• [Exercise goal] Write each line again exactly as it is, from the opening line of the records below through the one containing "prefix is accepted.", and add nothing.

■ ■ ■

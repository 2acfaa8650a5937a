// crates/studio-proxy-config/src/dotenv.rs
// ============================================================================
// Module: Env File Parser
// Description: Parser for `.env`-style `KEY=value` files.
// Purpose: Turn operator-edited env files into ordered, line-tagged entries.
// Dependencies: std, thiserror
// ============================================================================

//! ## Overview
//! The env file is a flat list of `KEY=value` assignments with `#` comments.
//! [`parse_env_str`] is strict and fails on the first problem; it backs config
//! loading. [`scan_env_str`] is lenient and collects every entry and issue so
//! lint can report all findings in one pass.
//!
//! ## Syntax
//! - Blank lines and lines starting with `#` are ignored.
//! - An optional `export ` prefix is accepted.
//! - Keys match `[A-Za-z_][A-Za-z0-9_]*`.
//! - Unquoted values are trimmed; ` #` starts an inline comment.
//! - `"..."` values support `\n`, `\t`, `\"` and `\\` escapes; `'...'` values
//!   are literal.

// ============================================================================
// SECTION: Imports
// ============================================================================

use std::collections::BTreeMap;
use std::fs;
use std::path::Path;

use thiserror::Error;

// ============================================================================
// SECTION: Constants
// ============================================================================

/// Maximum env file size in bytes.
pub const MAX_ENV_FILE_SIZE: usize = 1024 * 1024;

/// Byte-order mark stripped from the start of an env file.
const BOM: char = '\u{feff}';

// ============================================================================
// SECTION: Types
// ============================================================================

/// A single `KEY=value` assignment.
#[derive(Debug, Clone, PartialEq, Eq)]
pub struct EnvEntry {
    /// Assignment key as written.
    pub key: String,
    /// Unquoted, unescaped value.
    pub value: String,
    /// 1-based line number of the assignment.
    pub line: usize,
}

/// Parsed env file with unique keys in file order.
#[derive(Debug, Clone, Default, PartialEq, Eq)]
pub struct EnvFile {
    /// Entries in file order.
    entries: Vec<EnvEntry>,
}

impl EnvFile {
    /// Returns the parsed entries in file order.
    #[must_use]
    pub fn entries(&self) -> &[EnvEntry] {
        &self.entries
    }

    /// Returns the value assigned to `key`, if present.
    #[must_use]
    pub fn get(&self, key: &str) -> Option<&str> {
        self.entries.iter().find(|entry| entry.key == key).map(|entry| entry.value.as_str())
    }

    /// Returns the number of assignments.
    #[must_use]
    pub const fn len(&self) -> usize {
        self.entries.len()
    }

    /// Returns true when the file holds no assignments.
    #[must_use]
    pub const fn is_empty(&self) -> bool {
        self.entries.is_empty()
    }

    /// Converts the entries into a key/value map.
    #[must_use]
    pub fn to_map(&self) -> BTreeMap<String, String> {
        self.entries.iter().map(|entry| (entry.key.clone(), entry.value.clone())).collect()
    }
}

/// Issue found while scanning an env file leniently.
#[derive(Debug, Clone, PartialEq, Eq)]
pub enum ScanIssue {
    /// Line is not a valid assignment.
    Syntax {
        /// 1-based line number.
        line: usize,
        /// Parser message.
        message: String,
    },
    /// Key was already assigned earlier in the file.
    Duplicate {
        /// Duplicated key.
        key: String,
        /// Line of the repeated assignment.
        line: usize,
        /// Line of the first assignment.
        first_line: usize,
    },
}

/// Result of a lenient scan: every assignment plus every issue.
#[derive(Debug, Clone, Default, PartialEq, Eq)]
pub struct EnvScan {
    /// All assignments, duplicates included, in file order.
    pub entries: Vec<EnvEntry>,
    /// Syntax and duplicate issues in file order.
    pub issues: Vec<ScanIssue>,
}

// ============================================================================
// SECTION: Errors
// ============================================================================

/// Errors raised while reading or parsing env files.
#[derive(Debug, Clone, PartialEq, Eq, Error)]
pub enum DotenvError {
    /// I/O failure while reading the file.
    #[error("env file io error: {0}")]
    Io(String),
    /// File exceeds [`MAX_ENV_FILE_SIZE`].
    #[error("env file exceeds size limit of 1 MiB")]
    TooLarge,
    /// File is not valid UTF-8.
    #[error("env file must be utf-8")]
    NotUtf8,
    /// Line is not a valid assignment.
    #[error("line {line}: {message}")]
    Syntax {
        /// 1-based line number.
        line: usize,
        /// Parser message.
        message: String,
    },
    /// Key is assigned more than once.
    #[error("line {line}: duplicate key {key} (first assigned on line {first_line})")]
    DuplicateKey {
        /// Duplicated key.
        key: String,
        /// Line of the repeated assignment.
        line: usize,
        /// Line of the first assignment.
        first_line: usize,
    },
}

// ============================================================================
// SECTION: Public API
// ============================================================================

/// Reads an env file from disk with size and encoding limits.
///
/// # Errors
///
/// Returns [`DotenvError`] when the file cannot be read, is too large, or is
/// not UTF-8.
pub fn read_env_text(path: &Path) -> Result<String, DotenvError> {
    let bytes = fs::read(path).map_err(|err| DotenvError::Io(err.to_string()))?;
    if bytes.len() > MAX_ENV_FILE_SIZE {
        return Err(DotenvError::TooLarge);
    }
    String::from_utf8(bytes).map_err(|_| DotenvError::NotUtf8)
}

/// Parses env file text strictly.
///
/// # Errors
///
/// Returns [`DotenvError`] on the first syntax error or duplicate key.
pub fn parse_env_str(input: &str) -> Result<EnvFile, DotenvError> {
    if input.len() > MAX_ENV_FILE_SIZE {
        return Err(DotenvError::TooLarge);
    }
    let mut seen: BTreeMap<String, usize> = BTreeMap::new();
    let mut entries = Vec::new();
    for (index, raw_line) in strip_bom(input).lines().enumerate() {
        let line = index + 1;
        let parsed = parse_line(raw_line).map_err(|message| DotenvError::Syntax {
            line,
            message,
        })?;
        let Some((key, value)) = parsed else {
            continue;
        };
        if let Some(first_line) = seen.get(&key) {
            return Err(DotenvError::DuplicateKey {
                key,
                line,
                first_line: *first_line,
            });
        }
        seen.insert(key.clone(), line);
        entries.push(EnvEntry {
            key,
            value,
            line,
        });
    }
    Ok(EnvFile {
        entries,
    })
}

/// Scans env file text leniently, collecting every entry and issue.
#[must_use]
pub fn scan_env_str(input: &str) -> EnvScan {
    let mut seen: BTreeMap<String, usize> = BTreeMap::new();
    let mut scan = EnvScan::default();
    for (index, raw_line) in strip_bom(input).lines().enumerate() {
        let line = index + 1;
        match parse_line(raw_line) {
            Ok(None) => {}
            Ok(Some((key, value))) => {
                if let Some(first_line) = seen.get(&key) {
                    scan.issues.push(ScanIssue::Duplicate {
                        key: key.clone(),
                        line,
                        first_line: *first_line,
                    });
                } else {
                    seen.insert(key.clone(), line);
                }
                scan.entries.push(EnvEntry {
                    key,
                    value,
                    line,
                });
            }
            Err(message) => scan.issues.push(ScanIssue::Syntax {
                line,
                message,
            }),
        }
    }
    scan
}

/// Returns true when `key` is a syntactically valid env key.
#[must_use]
pub fn is_valid_key(key: &str) -> bool {
    let mut chars = key.chars();
    let Some(first) = chars.next() else {
        return false;
    };
    (first.is_ascii_alphabetic() || first == '_')
        && chars.all(|ch| ch.is_ascii_alphanumeric() || ch == '_')
}

// ============================================================================
// SECTION: Line Parsing
// ============================================================================

/// Removes a leading byte-order mark.
fn strip_bom(input: &str) -> &str {
    input.strip_prefix(BOM).unwrap_or(input)
}

/// Parses one line into an optional `(key, value)` pair.
fn parse_line(raw_line: &str) -> Result<Option<(String, String)>, String> {
    let trimmed = raw_line.trim();
    if trimmed.is_empty() || trimmed.starts_with('#') {
        return Ok(None);
    }
    let body = trimmed.strip_prefix("export ").map_or(trimmed, str::trim_start);
    let Some((raw_key, raw_value)) = body.split_once('=') else {
        return Err("expected KEY=value".to_string());
    };
    let key = raw_key.trim();
    if key.is_empty() {
        return Err("missing key before '='".to_string());
    }
    if !is_valid_key(key) {
        return Err(format!("invalid key `{key}`"));
    }
    let value = parse_value_text(raw_value)?;
    Ok(Some((key.to_string(), value)))
}

/// Parses the text to the right of `=`.
fn parse_value_text(raw: &str) -> Result<String, String> {
    let value = raw.trim_start();
    if let Some(rest) = value.strip_prefix('"') {
        return parse_double_quoted(rest);
    }
    if let Some(rest) = value.strip_prefix('\'') {
        return parse_single_quoted(rest);
    }
    Ok(strip_inline_comment(raw).trim().to_string())
}

/// Cuts an unquoted value at the first `#` preceded by whitespace.
fn strip_inline_comment(raw: &str) -> &str {
    let mut previous_is_space = false;
    for (index, ch) in raw.char_indices() {
        if ch == '#' && previous_is_space {
            return &raw[..index];
        }
        previous_is_space = ch.is_whitespace();
    }
    raw
}

/// Parses a double-quoted value body (opening quote already consumed).
fn parse_double_quoted(rest: &str) -> Result<String, String> {
    let mut value = String::new();
    let mut chars = rest.char_indices();
    while let Some((index, ch)) = chars.next() {
        match ch {
            '"' => {
                check_trailing(&rest[index + 1..])?;
                return Ok(value);
            }
            '\\' => match chars.next() {
                Some((_, 'n')) => value.push('\n'),
                Some((_, 't')) => value.push('\t'),
                Some((_, '"')) => value.push('"'),
                Some((_, '\\')) => value.push('\\'),
                Some((_, other)) => {
                    value.push('\\');
                    value.push(other);
                }
                None => break,
            },
            other => value.push(other),
        }
    }
    Err("unterminated double-quoted value".to_string())
}

/// Parses a single-quoted value body (opening quote already consumed).
fn parse_single_quoted(rest: &str) -> Result<String, String> {
    let Some(end) = rest.find('\'') else {
        return Err("unterminated single-quoted value".to_string());
    };
    check_trailing(&rest[end + 1..])?;
    Ok(rest[..end].to_string())
}

/// Ensures only whitespace or a comment follows a closing quote.
fn check_trailing(tail: &str) -> Result<(), String> {
    let tail = tail.trim();
    if tail.is_empty() || tail.starts_with('#') {
        Ok(())
    } else {
        Err("unexpected characters after closing quote".to_string())
    }
}

// ============================================================================
// SECTION: Tests
// ============================================================================

#[cfg(test)]
mod tests {
    #![allow(
        clippy::unwrap_used,
        clippy::expect_used,
        clippy::panic,
        reason = "Test-only assertions are permitted."
    )]

    use super::*;

    #[test]
    fn parses_plain_assignments_and_comments() {
        let file = parse_env_str("# header\n\nPORT=2048\nLAUNCH_MODE = headless\n").unwrap();
        assert_eq!(file.len(), 2);
        assert_eq!(file.get("PORT"), Some("2048"));
        assert_eq!(file.get("LAUNCH_MODE"), Some("headless"));
        assert_eq!(file.entries()[1].line, 4);
    }

    #[test]
    fn export_prefix_is_accepted() {
        let file = parse_env_str("export  PORT=9000").unwrap();
        assert_eq!(file.get("PORT"), Some("9000"));
    }

    #[test]
    fn inline_comment_requires_leading_whitespace() {
        let file = parse_env_str("A=value # note\nB=#literal\nC= # only comment").unwrap();
        assert_eq!(file.get("A"), Some("value"));
        assert_eq!(file.get("B"), Some("#literal"));
        assert_eq!(file.get("C"), Some(""));
    }

    #[test]
    fn double_quotes_support_escapes() {
        let file = parse_env_str(r#"A="line\nnext \"q\" \\ \x" # trailing"#).unwrap();
        assert_eq!(file.get("A"), Some("line\nnext \"q\" \\ \\x"));
    }

    #[test]
    fn single_quotes_are_literal() {
        let file = parse_env_str(r"A='  keep \n spaces # too '").unwrap();
        assert_eq!(file.get("A"), Some("  keep \\n spaces # too "));
    }

    #[test]
    fn unterminated_quote_is_syntax_error() {
        let err = parse_env_str("A=\"open").unwrap_err();
        assert!(matches!(err, DotenvError::Syntax { line: 1, .. }));
    }

    #[test]
    fn garbage_after_quote_is_syntax_error() {
        let err = parse_env_str("A='x' y").unwrap_err();
        assert!(err.to_string().contains("after closing quote"));
    }

    #[test]
    fn missing_equals_is_syntax_error() {
        let err = parse_env_str("PORT=1\nJUSTAKEY\n").unwrap_err();
        assert_eq!(
            err,
            DotenvError::Syntax {
                line: 2,
                message: "expected KEY=value".to_string(),
            }
        );
    }

    #[test]
    fn invalid_key_is_rejected() {
        assert!(parse_env_str("1PORT=1").is_err());
        assert!(parse_env_str("MY-KEY=1").is_err());
        assert!(parse_env_str("=1").is_err());
    }

    #[test]
    fn duplicate_key_names_both_lines() {
        let err = parse_env_str("PORT=1\n# c\nPORT=2").unwrap_err();
        assert_eq!(
            err,
            DotenvError::DuplicateKey {
                key: "PORT".to_string(),
                line: 3,
                first_line: 1,
            }
        );
    }

    #[test]
    fn bom_and_crlf_are_tolerated() {
        let file = parse_env_str("\u{feff}PORT=1\r\nHOST_PORT=2\r\n").unwrap();
        assert_eq!(file.get("PORT"), Some("1"));
        assert_eq!(file.get("HOST_PORT"), Some("2"));
    }

    #[test]
    fn scan_collects_all_issues() {
        let scan = scan_env_str("A=1\nbad line\nA=2\nB='x");
        assert_eq!(scan.entries.len(), 2);
        assert_eq!(scan.issues.len(), 3);
        assert!(matches!(scan.issues[0], ScanIssue::Syntax { line: 2, .. }));
        assert!(matches!(
            scan.issues[1],
            ScanIssue::Duplicate {
                line: 3,
                first_line: 1,
                ..
            }
        ));
    }

    #[test]
    fn oversized_input_is_rejected() {
        let input = "A=".to_string() + &"x".repeat(MAX_ENV_FILE_SIZE);
        assert_eq!(parse_env_str(&input), Err(DotenvError::TooLarge));
    }

    #[test]
    fn key_validity() {
        assert!(is_valid_key("_PRIVATE"));
        assert!(is_valid_key("lower_ok"));
        assert!(!is_valid_key(""));
        assert!(!is_valid_key("A B"));
    }
}
// crates/studio-proxy-config/src/schema.rs
// ============================================================================
// Module: Env Schema
// Description: JSON schema builder for the studio proxy env file.
// Purpose: Provide a canonical validation schema for env artifacts.
// Dependencies: serde_json
// ============================================================================

//! ## Overview
//! The env file is modelled as a flat JSON object of string values, one
//! property per registered key. Defaults and descriptions come straight from
//! the key registry. Booleans and enums are constrained to their canonical
//! spellings; lint accepts the other spellings with a warning. Unknown keys
//! are allowed because lint only warns about them.
//!
//! Numeric, duration, and text patterns follow the loader: values are
//! trimmed before parsing, and integers may carry a leading `+`. Range limits
//! are not encoded; they are reported by the loader and lint.

// ============================================================================
// SECTION: Imports
// ============================================================================

use serde_json::Map;
use serde_json::Value;
use serde_json::json;

use crate::keys::KEY_SPECS;
use crate::keys::KeySpec;
use crate::keys::PROXY_SCHEMES;
use crate::keys::ValueKind;

// ============================================================================
// SECTION: Patterns
// ============================================================================

/// Pattern for unsigned integers (ports, milliseconds).
const UNSIGNED_PATTERN: &str = r"^\s*\+?[0-9]+\s*$";
/// Pattern for signed integers.
const SIGNED_PATTERN: &str = r"^\s*[+-]?[0-9]+\s*$";
/// Pattern for decimal numbers.
const FLOAT_PATTERN: &str = r"^\s*[+-]?([0-9]+(\.[0-9]*)?|\.[0-9]+)([eE][+-]?[0-9]+)?\s*$";
/// Pattern for Docker-style durations.
const DURATION_PATTERN: &str = r"^\s*([0-9]+(ms|s|m|h))+\s*$";
/// Pattern for text that is non-empty after trimming.
const NON_BLANK_PATTERN: &str = r"\S";
/// Pattern for comma or semicolon separated host patterns.
const HOST_LIST_PATTERN: &str = r"^\s*[^\s,;]*(\s*[,;]\s*[^\s,;]*)*\s*$";

// ============================================================================
// SECTION: Schema
// ============================================================================

/// Returns the JSON schema for the env file.
#[must_use]
pub fn config_schema() -> Value {
    let mut properties = Map::new();
    for spec in KEY_SPECS {
        properties.insert(spec.name.to_string(), key_schema(spec));
    }
    json!({
        "$schema": "https://json-schema.org/draft/2020-12/schema",
        "$id": "studio-proxy://schemas/env.schema.json",
        "title": "Studio Proxy Environment",
        "description": "Environment file for the studio proxy service, viewed as string values.",
        "type": "object",
        "properties": properties,
        "additionalProperties": { "type": "string" }
    })
}

/// Builds the property schema for a single key.
fn key_schema(spec: &KeySpec) -> Value {
    let mut schema = json!({
        "type": "string",
        "default": spec.default,
        "description": spec.description,
        "x-section": spec.section.title(),
        "x-kind": spec.kind.label(),
    });
    let Some(object) = schema.as_object_mut() else {
        return schema;
    };
    match spec.kind {
        ValueKind::Port {
            ..
        } => {
            object.insert("pattern".to_string(), json!(UNSIGNED_PATTERN));
        }
        ValueKind::Integer {
            ..
        } => {
            object.insert("pattern".to_string(), json!(SIGNED_PATTERN));
        }
        ValueKind::Float {
            ..
        } => {
            object.insert("pattern".to_string(), json!(FLOAT_PATTERN));
        }
        ValueKind::Millis {
            ..
        } => {
            object.insert("pattern".to_string(), json!(UNSIGNED_PATTERN));
        }
        ValueKind::Bool => {
            object.insert("enum".to_string(), json!(["true", "false"]));
        }
        ValueKind::Enum(options) => {
            object.insert("enum".to_string(), json!(options));
        }
        ValueKind::DockerDuration => {
            object.insert("pattern".to_string(), json!(DURATION_PATTERN));
        }
        ValueKind::JsonStringArray => {
            object.insert("contentMediaType".to_string(), json!("application/json"));
        }
        ValueKind::Text {
            allow_empty,
        } => {
            if !allow_empty {
                object.insert("pattern".to_string(), json!(NON_BLANK_PATTERN));
            }
        }
        ValueKind::ProxyUrl => {
            let pattern = format!(r"^\s*$|^\s*({})://\S+\s*$", PROXY_SCHEMES.join("|"));
            object.insert("pattern".to_string(), json!(pattern));
        }
        ValueKind::HostList => {
            object.insert("pattern".to_string(), json!(HOST_LIST_PATTERN));
        }
    }
    schema
}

■ ■ ■

• [Finished exercise]
repository 2acfaa8650a5937a
// crates/studio-proxy-config/src/dotenv.rs
// ============================================================================
// Module: Env File Parser
// Description: Parser for `.env`-style `KEY=value` files.
// Purpose: Turn operator-edited env files into ordered, line-tagged entries.
// Dependencies: std, thiserror
// ============================================================================

//! ## Overview
//! The env file is a flat list of `KEY=value` assignments with `#` comments.
//! [`parse_env_str`] is strict and fails on the first problem; it backs config
//! loading. [`scan_env_str`] is lenient and collects every entry and issue so
//! lint can report all findings in one pass.
//!
//! ## Syntax
//! - Blank lines and lines starting with `#` are ignored.
//! - An optional `export ` prefix is accepted.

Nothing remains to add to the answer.